WHAT TO PRODUCE: Only the lines holding the string "filter" are needed; copy each of them from the data.
================================
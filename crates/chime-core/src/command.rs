//! Slash command parsing.
//!
//! Provides the command language of the interactive soundboard. Commands
//! are parsed from user input and executed against a
//! [`SoundLib`](crate::SoundLib) by the front end.

use std::path::PathBuf;
use std::str::FromStr;
use std::time::Duration;

use thiserror::Error;

use crate::player::Handle;


/// Errors that can occur during command parsing.
#[derive( Debug, Error )]
pub enum CommandError {
    #[error( "Unknown command: {0}" )]
    Unknown( String ),

    #[error( "Invalid argument: {0}" )]
    InvalidArgument( String ),

    #[error( "Missing argument: {0}" )]
    MissingArgument( String ),
}


/// Parsed slash command.
#[derive( Debug, Clone, PartialEq )]
pub enum Command {
    // Asset commands
    Load { path: PathBuf },
    List,

    // Playback commands
    Play { handle: Handle },
    Pause { handle: Handle },
    Stop { handle: Handle },
    StopAll,
    Seek { handle: Handle, position: Duration },
    Loop { handle: Handle, mode: Option<Toggle> },
    Volume { handle: Handle, level: u32 },

    // Queries
    Length { handle: Handle },
    Position { handle: Handle },

    Help,
    Quit,
}


/// On/off argument for parsing.
#[derive( Debug, Clone, Copy, PartialEq, Eq )]
pub enum Toggle {
    On,
    Off,
}


impl Toggle {
    pub fn enabled( self ) -> bool {
        self == Toggle::On
    }
}


impl FromStr for Toggle {
    type Err = CommandError;


    fn from_str( s: &str ) -> Result<Self, Self::Err> {
        match s.to_lowercase().as_str() {
            "on" | "1" | "yes" | "true" => Ok( Toggle::On ),
            "off" | "0" | "no" | "false" => Ok( Toggle::Off ),
            _ => Err( CommandError::InvalidArgument(
                format!( "Invalid toggle: '{}'. Use 'on' or 'off'", s )
            )),
        }
    }
}


impl Command {
    /// Parses a command string (without the leading `/`).
    ///
    /// @param input - The command string to parse
    ///
    /// @returns The parsed command or an error
    pub fn parse( input: &str ) -> Result<Self, CommandError> {
        let input = input.trim();
        let mut parts = input.splitn( 2, ' ' );
        let cmd = parts.next().unwrap_or( "" ).to_lowercase();
        let args = parts.next().map( |s| s.trim() ).filter( |s| !s.is_empty() );

        match cmd.as_str() {
            "load" | "l" | "add" => {
                let path = args
                    .ok_or_else( || CommandError::MissingArgument( "path".into() ) )?;
                Ok( Command::Load { path: PathBuf::from( path ) } )
            }
            "list" | "ls" => Ok( Command::List ),

            "play" | "p" => Ok( Command::Play { handle: handle_arg( args )? } ),
            "pause" | "pa" => Ok( Command::Pause { handle: handle_arg( args )? } ),
            "stop" | "st" => Ok( Command::Stop { handle: handle_arg( args )? } ),
            "stopall" | "sa" | "silence" => Ok( Command::StopAll ),
            "seek" | "sk" => {
                let ( handle, rest ) = split_handle( args )?;
                let time_str = rest
                    .ok_or_else( || CommandError::MissingArgument( "time position".into() ) )?;
                let position = parse_time( time_str )?;
                Ok( Command::Seek { handle, position } )
            }
            "loop" | "lp" => {
                let ( handle, rest ) = split_handle( args )?;
                let mode = rest.map( |s| s.parse() ).transpose()?;
                Ok( Command::Loop { handle, mode } )
            }
            "vol" | "volume" => {
                let ( handle, rest ) = split_handle( args )?;
                let level_str = rest
                    .ok_or_else( || CommandError::MissingArgument( "volume level".into() ) )?;
                let level: u32 = level_str.parse()
                    .map_err( |_| CommandError::InvalidArgument( format!( "Invalid volume: {}", level_str ) ) )?;
                if level > 100 {
                    return Err( CommandError::InvalidArgument(
                        format!( "Volume must be 0-100, got {}", level )
                    ));
                }
                Ok( Command::Volume { handle, level } )
            }

            "length" | "len" => Ok( Command::Length { handle: handle_arg( args )? } ),
            "pos" | "position" => Ok( Command::Position { handle: handle_arg( args )? } ),

            "help" | "h" | "?" => Ok( Command::Help ),
            "quit" | "q" | "exit" => Ok( Command::Quit ),

            "" => Err( CommandError::Unknown( "empty command".into() ) ),
            other => Err( CommandError::Unknown( other.to_string() ) ),
        }
    }
}


/// Parses a handle such as `3` or `#3`.
pub fn parse_handle( s: &str ) -> Result<Handle, CommandError> {
    let s = s.trim();
    let digits = s.strip_prefix( '#' ).unwrap_or( s );
    digits.parse::<u32>()
        .map( Handle::new )
        .map_err( |_| CommandError::InvalidArgument( format!( "Invalid handle: {}", s ) ) )
}


fn handle_arg( args: Option<&str> ) -> Result<Handle, CommandError> {
    let arg = args.ok_or_else( || CommandError::MissingArgument( "handle".into() ) )?;
    parse_handle( arg )
}


/// Splits `<handle> [rest]`.
fn split_handle( args: Option<&str> ) -> Result<( Handle, Option<&str> ), CommandError> {
    let args = args.ok_or_else( || CommandError::MissingArgument( "handle".into() ) )?;
    let mut parts = args.splitn( 2, ' ' );
    let handle = parse_handle( parts.next().unwrap_or( "" ) )?;
    let rest = parts.next().map( |s| s.trim() ).filter( |s| !s.is_empty() );
    Ok(( handle, rest ))
}


/// Parses a time string like "1:30", "90" or "250ms" into a Duration.
///
/// @param s - Time string in format "MM:SS", "M:SS", seconds, or milliseconds with an `ms` suffix
///
/// @returns Duration or error
fn parse_time( s: &str ) -> Result<Duration, CommandError> {
    let s = s.trim();

    if let Some( ms ) = s.strip_suffix( "ms" ) {
        let millis: u64 = ms.trim().parse()
            .map_err( |_| CommandError::InvalidArgument( format!( "Invalid milliseconds: {}", ms ) ) )?;
        Ok( Duration::from_millis( millis ) )
    } else if let Some(( min, sec )) = s.split_once( ':' ) {
        let minutes: u64 = min.parse()
            .map_err( |_| CommandError::InvalidArgument( format!( "Invalid minutes: {}", min ) ) )?;
        let seconds: u64 = sec.parse()
            .map_err( |_| CommandError::InvalidArgument( format!( "Invalid seconds: {}", sec ) ) )?;
        Ok( Duration::from_secs( minutes * 60 + seconds ) )
    } else {
        let seconds: f64 = s.parse()
            .map_err( |_| CommandError::InvalidArgument( format!( "Invalid time: {}", s ) ) )?;
        if !seconds.is_finite() || seconds < 0.0 {
            return Err( CommandError::InvalidArgument( format!( "Invalid time: {}", s ) ) );
        }
        Ok( Duration::from_secs_f64( seconds ) )
    }
}


/// Returns help text listing all available commands.
pub fn help_text() -> &'static str {
    r#"Asset Commands:
  /load <path>           Load a sound, prints its handle
  /list                  List loaded sounds

Playback Commands:
  /play <h>              Play sound <h>
  /pause <h>             Pause sound <h>
  /stop <h>              Stop sound <h>
  /stopall               Stop every sound
  /seek <h> <time>       Seek (e.g., 1:30, 2.5, 250ms)
  /loop <h> [on|off]     Toggle or set looping
  /vol <h> <0-100>       Set volume

Queries:
  /length <h>            Sound length
  /pos <h>               Play position

Other Commands:
  /help                  Show this help
  /quit                  Exit chime"#
}


#[cfg( test )]
mod tests {
    use super::*;


    #[test]
    fn test_parse_load() {
        let cmd = Command::parse( "load sfx/jump.ogg" ).unwrap();
        assert_eq!( cmd, Command::Load { path: PathBuf::from( "sfx/jump.ogg" ) } );
    }


    #[test]
    fn test_parse_play_with_hash_handle() {
        let cmd = Command::parse( "play #2" ).unwrap();
        assert_eq!( cmd, Command::Play { handle: Handle::new( 2 ) } );
    }


    #[test]
    fn test_parse_seek() {
        let cmd = Command::parse( "seek 1 1:30" ).unwrap();
        assert_eq!( cmd, Command::Seek { handle: Handle::new( 1 ), position: Duration::from_secs( 90 ) } );
    }


    #[test]
    fn test_parse_seek_millis() {
        let cmd = Command::parse( "sk 3 250ms" ).unwrap();
        assert_eq!( cmd, Command::Seek { handle: Handle::new( 3 ), position: Duration::from_millis( 250 ) } );
    }


    #[test]
    fn test_parse_seek_fractional_seconds() {
        let cmd = Command::parse( "seek 1 2.5" ).unwrap();
        assert_eq!( cmd, Command::Seek { handle: Handle::new( 1 ), position: Duration::from_millis( 2500 ) } );
    }


    #[test]
    fn test_parse_loop_with_mode() {
        let cmd = Command::parse( "loop 4 on" ).unwrap();
        assert_eq!( cmd, Command::Loop { handle: Handle::new( 4 ), mode: Some( Toggle::On ) } );
    }


    #[test]
    fn test_parse_loop_toggle() {
        let cmd = Command::parse( "loop 4" ).unwrap();
        assert_eq!( cmd, Command::Loop { handle: Handle::new( 4 ), mode: None } );
    }


    #[test]
    fn test_parse_volume() {
        let cmd = Command::parse( "vol 1 50" ).unwrap();
        assert_eq!( cmd, Command::Volume { handle: Handle::new( 1 ), level: 50 } );

        let result = Command::parse( "vol 1 150" );
        assert!( matches!( result, Err( CommandError::InvalidArgument( _ ) ) ) );
    }


    #[test]
    fn test_parse_unknown() {
        let result = Command::parse( "foobar" );
        assert!( matches!( result, Err( CommandError::Unknown( _ ) ) ) );
    }


    #[test]
    fn test_parse_missing_arg() {
        assert!( matches!( Command::parse( "load" ), Err( CommandError::MissingArgument( _ ) ) ) );
        assert!( matches!( Command::parse( "play" ), Err( CommandError::MissingArgument( _ ) ) ) );
        assert!( matches!( Command::parse( "seek 1" ), Err( CommandError::MissingArgument( _ ) ) ) );
    }


    #[test]
    fn test_parse_bad_handle() {
        let result = Command::parse( "stop one" );
        assert!( matches!( result, Err( CommandError::InvalidArgument( _ ) ) ) );
    }
}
================================
RESPONSE TO THE TASK:
        let args = parts.next().map( |s| s.trim() ).filter( |s| !s.is_empty() );
    let rest = parts.next().map( |s| s.trim() ).filter( |s| !s.is_empty() );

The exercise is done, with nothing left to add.